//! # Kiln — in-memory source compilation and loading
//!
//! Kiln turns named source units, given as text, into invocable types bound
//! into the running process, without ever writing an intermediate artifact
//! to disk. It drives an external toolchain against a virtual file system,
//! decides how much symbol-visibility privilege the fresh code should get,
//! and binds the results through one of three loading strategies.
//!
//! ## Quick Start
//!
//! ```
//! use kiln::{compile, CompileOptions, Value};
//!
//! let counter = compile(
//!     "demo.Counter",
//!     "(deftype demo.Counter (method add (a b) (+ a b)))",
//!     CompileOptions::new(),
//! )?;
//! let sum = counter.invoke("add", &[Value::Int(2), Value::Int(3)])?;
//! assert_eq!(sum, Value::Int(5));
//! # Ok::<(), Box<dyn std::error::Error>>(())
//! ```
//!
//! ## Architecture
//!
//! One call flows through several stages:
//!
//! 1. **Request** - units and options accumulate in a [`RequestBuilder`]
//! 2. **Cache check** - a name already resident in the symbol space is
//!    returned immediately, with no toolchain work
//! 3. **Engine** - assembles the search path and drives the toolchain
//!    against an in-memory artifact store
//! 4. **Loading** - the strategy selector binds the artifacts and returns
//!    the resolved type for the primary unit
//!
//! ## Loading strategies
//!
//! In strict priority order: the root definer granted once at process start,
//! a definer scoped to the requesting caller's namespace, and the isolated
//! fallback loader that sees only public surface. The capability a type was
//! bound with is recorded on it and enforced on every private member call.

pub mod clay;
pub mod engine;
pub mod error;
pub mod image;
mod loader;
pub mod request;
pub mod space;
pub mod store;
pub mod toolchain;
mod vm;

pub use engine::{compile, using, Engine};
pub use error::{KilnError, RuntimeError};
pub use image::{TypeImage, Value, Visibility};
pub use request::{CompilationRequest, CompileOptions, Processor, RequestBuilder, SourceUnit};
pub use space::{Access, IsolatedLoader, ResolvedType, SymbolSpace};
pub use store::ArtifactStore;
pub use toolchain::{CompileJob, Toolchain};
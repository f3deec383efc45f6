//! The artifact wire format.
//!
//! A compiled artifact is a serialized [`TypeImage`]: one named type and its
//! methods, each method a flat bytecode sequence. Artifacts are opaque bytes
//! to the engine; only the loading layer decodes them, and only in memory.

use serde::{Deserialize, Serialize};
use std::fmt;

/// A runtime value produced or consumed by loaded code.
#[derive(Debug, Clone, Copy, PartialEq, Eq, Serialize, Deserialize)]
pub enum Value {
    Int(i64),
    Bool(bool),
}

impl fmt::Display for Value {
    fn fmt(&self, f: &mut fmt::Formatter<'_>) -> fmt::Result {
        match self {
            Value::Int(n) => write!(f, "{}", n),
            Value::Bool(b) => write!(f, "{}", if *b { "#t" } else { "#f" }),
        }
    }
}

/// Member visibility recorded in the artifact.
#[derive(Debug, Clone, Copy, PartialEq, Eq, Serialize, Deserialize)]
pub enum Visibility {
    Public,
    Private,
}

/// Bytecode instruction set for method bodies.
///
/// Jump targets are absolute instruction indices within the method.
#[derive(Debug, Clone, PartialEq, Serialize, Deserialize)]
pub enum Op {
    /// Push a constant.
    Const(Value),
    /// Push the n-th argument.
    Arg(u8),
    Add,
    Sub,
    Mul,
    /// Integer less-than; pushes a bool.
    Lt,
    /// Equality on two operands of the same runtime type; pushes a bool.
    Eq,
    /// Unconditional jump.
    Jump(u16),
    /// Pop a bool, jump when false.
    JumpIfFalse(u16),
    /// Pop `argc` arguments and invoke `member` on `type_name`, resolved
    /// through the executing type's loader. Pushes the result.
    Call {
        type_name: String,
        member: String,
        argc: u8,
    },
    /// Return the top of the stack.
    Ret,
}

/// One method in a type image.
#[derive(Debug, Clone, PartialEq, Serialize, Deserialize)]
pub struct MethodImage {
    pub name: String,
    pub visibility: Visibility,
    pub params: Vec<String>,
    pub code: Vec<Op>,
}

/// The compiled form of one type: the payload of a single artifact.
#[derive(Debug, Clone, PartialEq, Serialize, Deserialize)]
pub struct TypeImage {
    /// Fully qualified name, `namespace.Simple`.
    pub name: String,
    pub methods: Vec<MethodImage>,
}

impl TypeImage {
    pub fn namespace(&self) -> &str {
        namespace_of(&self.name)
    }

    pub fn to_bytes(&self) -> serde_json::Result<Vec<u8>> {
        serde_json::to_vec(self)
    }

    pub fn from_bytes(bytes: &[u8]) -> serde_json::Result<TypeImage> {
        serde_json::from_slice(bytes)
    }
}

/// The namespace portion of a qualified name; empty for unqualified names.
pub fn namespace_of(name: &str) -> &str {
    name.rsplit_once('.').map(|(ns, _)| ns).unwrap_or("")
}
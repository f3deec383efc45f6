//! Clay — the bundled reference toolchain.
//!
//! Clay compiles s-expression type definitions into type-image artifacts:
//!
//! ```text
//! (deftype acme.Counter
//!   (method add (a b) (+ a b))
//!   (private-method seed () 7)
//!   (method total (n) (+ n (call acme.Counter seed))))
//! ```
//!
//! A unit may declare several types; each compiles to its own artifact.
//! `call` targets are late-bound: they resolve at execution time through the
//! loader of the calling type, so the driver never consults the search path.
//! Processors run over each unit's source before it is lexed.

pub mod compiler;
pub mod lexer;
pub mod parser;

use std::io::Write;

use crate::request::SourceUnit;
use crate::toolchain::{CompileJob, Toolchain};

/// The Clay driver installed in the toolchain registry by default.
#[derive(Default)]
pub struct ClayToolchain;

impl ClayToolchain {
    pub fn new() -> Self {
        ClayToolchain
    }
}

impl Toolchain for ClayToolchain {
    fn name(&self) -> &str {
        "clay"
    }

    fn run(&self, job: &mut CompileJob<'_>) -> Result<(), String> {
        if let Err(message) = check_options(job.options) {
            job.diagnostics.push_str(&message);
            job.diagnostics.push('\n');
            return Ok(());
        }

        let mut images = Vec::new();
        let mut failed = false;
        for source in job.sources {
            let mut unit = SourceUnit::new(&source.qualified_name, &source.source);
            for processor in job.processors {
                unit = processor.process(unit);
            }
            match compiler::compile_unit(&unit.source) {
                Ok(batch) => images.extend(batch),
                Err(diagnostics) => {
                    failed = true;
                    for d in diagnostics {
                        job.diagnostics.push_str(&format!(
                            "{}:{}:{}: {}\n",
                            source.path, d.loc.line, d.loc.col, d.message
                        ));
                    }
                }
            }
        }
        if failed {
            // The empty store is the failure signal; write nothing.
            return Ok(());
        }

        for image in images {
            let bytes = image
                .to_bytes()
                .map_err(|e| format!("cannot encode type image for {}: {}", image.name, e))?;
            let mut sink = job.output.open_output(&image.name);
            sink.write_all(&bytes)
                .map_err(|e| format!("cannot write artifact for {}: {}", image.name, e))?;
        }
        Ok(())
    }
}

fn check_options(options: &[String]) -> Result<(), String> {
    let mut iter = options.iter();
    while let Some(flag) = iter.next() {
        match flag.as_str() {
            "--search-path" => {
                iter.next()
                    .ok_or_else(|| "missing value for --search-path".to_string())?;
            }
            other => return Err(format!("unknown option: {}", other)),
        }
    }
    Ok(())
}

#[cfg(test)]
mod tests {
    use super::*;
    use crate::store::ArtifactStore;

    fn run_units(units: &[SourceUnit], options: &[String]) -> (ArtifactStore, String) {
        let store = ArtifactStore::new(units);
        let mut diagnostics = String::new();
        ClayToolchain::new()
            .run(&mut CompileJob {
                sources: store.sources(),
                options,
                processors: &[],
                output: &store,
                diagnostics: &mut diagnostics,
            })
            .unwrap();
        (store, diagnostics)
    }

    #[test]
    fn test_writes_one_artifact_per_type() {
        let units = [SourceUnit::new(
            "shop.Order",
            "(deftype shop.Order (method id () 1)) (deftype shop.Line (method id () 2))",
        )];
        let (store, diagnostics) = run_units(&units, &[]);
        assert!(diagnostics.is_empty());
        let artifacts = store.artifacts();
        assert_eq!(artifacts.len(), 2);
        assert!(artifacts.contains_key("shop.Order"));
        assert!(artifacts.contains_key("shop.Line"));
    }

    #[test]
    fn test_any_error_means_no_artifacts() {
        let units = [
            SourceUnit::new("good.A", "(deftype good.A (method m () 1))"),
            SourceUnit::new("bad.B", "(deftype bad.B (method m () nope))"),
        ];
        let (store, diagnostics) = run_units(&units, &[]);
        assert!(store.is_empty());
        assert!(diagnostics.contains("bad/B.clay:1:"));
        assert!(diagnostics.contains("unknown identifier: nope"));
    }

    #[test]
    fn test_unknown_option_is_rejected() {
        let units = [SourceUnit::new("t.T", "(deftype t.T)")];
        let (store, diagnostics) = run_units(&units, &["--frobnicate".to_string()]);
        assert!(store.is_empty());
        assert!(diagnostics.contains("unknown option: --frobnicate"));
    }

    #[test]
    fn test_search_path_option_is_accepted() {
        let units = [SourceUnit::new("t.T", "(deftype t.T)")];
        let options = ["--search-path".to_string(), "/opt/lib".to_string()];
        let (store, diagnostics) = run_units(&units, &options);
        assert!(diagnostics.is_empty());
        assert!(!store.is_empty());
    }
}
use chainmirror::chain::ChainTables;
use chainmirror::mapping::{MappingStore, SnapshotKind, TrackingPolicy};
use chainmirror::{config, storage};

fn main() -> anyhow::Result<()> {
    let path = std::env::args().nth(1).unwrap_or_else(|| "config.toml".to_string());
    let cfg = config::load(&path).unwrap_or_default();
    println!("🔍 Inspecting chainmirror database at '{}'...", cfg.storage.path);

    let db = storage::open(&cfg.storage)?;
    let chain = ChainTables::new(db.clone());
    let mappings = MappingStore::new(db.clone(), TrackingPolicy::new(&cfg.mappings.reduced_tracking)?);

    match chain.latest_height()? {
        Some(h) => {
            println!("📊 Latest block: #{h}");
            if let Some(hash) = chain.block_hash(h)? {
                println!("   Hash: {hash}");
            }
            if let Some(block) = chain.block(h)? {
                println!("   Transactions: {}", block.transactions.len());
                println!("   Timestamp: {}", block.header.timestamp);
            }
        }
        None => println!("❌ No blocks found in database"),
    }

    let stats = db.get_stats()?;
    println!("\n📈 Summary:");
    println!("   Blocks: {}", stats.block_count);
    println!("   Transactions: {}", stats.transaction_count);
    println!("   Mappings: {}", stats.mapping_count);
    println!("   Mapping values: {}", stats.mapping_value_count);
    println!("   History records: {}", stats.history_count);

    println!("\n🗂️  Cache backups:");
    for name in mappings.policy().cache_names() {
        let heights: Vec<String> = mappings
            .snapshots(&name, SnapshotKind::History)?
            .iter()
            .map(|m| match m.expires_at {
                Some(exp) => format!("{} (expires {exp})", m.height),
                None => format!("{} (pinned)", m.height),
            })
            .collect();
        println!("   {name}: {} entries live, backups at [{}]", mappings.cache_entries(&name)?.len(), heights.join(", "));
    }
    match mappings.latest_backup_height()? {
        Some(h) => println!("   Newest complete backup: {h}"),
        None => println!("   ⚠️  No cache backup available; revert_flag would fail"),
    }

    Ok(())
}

□ □ □ □ □

(Work item):
Your answer should be a single number: how many lines in the data above include "hash"?

(Result of this task):
2